● Requirement
Below are records; copy every line among them that contains the word "println".

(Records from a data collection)
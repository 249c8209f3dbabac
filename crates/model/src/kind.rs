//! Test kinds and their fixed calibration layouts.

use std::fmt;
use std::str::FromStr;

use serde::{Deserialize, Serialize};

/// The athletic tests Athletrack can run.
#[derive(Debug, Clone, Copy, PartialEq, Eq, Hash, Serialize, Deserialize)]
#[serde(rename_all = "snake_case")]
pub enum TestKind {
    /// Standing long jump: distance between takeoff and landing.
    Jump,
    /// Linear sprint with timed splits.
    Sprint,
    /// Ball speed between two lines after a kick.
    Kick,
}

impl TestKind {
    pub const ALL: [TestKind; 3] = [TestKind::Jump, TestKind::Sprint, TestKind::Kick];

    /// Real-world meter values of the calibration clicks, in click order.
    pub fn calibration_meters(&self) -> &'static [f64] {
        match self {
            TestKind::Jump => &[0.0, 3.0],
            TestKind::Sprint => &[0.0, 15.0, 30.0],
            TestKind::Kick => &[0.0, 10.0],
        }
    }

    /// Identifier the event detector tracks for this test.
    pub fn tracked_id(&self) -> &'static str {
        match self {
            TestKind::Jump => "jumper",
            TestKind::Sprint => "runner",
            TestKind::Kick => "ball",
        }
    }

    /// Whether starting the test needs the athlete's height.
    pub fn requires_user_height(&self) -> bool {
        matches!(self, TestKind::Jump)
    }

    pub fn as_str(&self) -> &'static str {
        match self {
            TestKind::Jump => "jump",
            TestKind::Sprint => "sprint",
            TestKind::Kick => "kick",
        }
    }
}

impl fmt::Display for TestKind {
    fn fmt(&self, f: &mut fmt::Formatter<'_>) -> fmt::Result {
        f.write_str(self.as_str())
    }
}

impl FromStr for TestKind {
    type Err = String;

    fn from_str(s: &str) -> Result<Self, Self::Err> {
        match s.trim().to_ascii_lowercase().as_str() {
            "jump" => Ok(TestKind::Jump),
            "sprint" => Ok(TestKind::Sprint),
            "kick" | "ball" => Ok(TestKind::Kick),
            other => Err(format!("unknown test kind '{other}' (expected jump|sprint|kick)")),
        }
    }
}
* * *
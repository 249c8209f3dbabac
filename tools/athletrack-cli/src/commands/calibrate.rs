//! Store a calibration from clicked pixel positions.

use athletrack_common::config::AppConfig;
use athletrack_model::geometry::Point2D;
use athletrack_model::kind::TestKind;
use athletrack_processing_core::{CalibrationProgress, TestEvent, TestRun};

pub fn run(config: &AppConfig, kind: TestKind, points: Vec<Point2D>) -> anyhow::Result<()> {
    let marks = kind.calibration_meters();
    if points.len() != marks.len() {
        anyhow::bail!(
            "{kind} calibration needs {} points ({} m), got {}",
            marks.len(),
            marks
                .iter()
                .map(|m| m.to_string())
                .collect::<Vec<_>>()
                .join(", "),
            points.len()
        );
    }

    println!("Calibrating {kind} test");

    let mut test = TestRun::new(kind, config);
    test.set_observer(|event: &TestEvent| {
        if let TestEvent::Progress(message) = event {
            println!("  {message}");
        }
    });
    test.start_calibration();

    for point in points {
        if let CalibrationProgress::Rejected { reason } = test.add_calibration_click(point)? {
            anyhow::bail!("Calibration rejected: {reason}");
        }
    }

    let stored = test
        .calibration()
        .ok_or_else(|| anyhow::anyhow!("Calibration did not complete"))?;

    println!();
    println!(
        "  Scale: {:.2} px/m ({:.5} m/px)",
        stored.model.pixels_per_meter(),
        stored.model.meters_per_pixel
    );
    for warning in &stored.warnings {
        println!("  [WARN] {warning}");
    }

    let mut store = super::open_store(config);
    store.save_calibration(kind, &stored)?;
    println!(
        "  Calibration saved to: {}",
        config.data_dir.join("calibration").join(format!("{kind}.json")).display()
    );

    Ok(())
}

● Solution
    println!("Calibrating {kind} test");
            println!("  {message}");
    println!();
    println!(
        println!("  [WARN] {warning}");
    println!(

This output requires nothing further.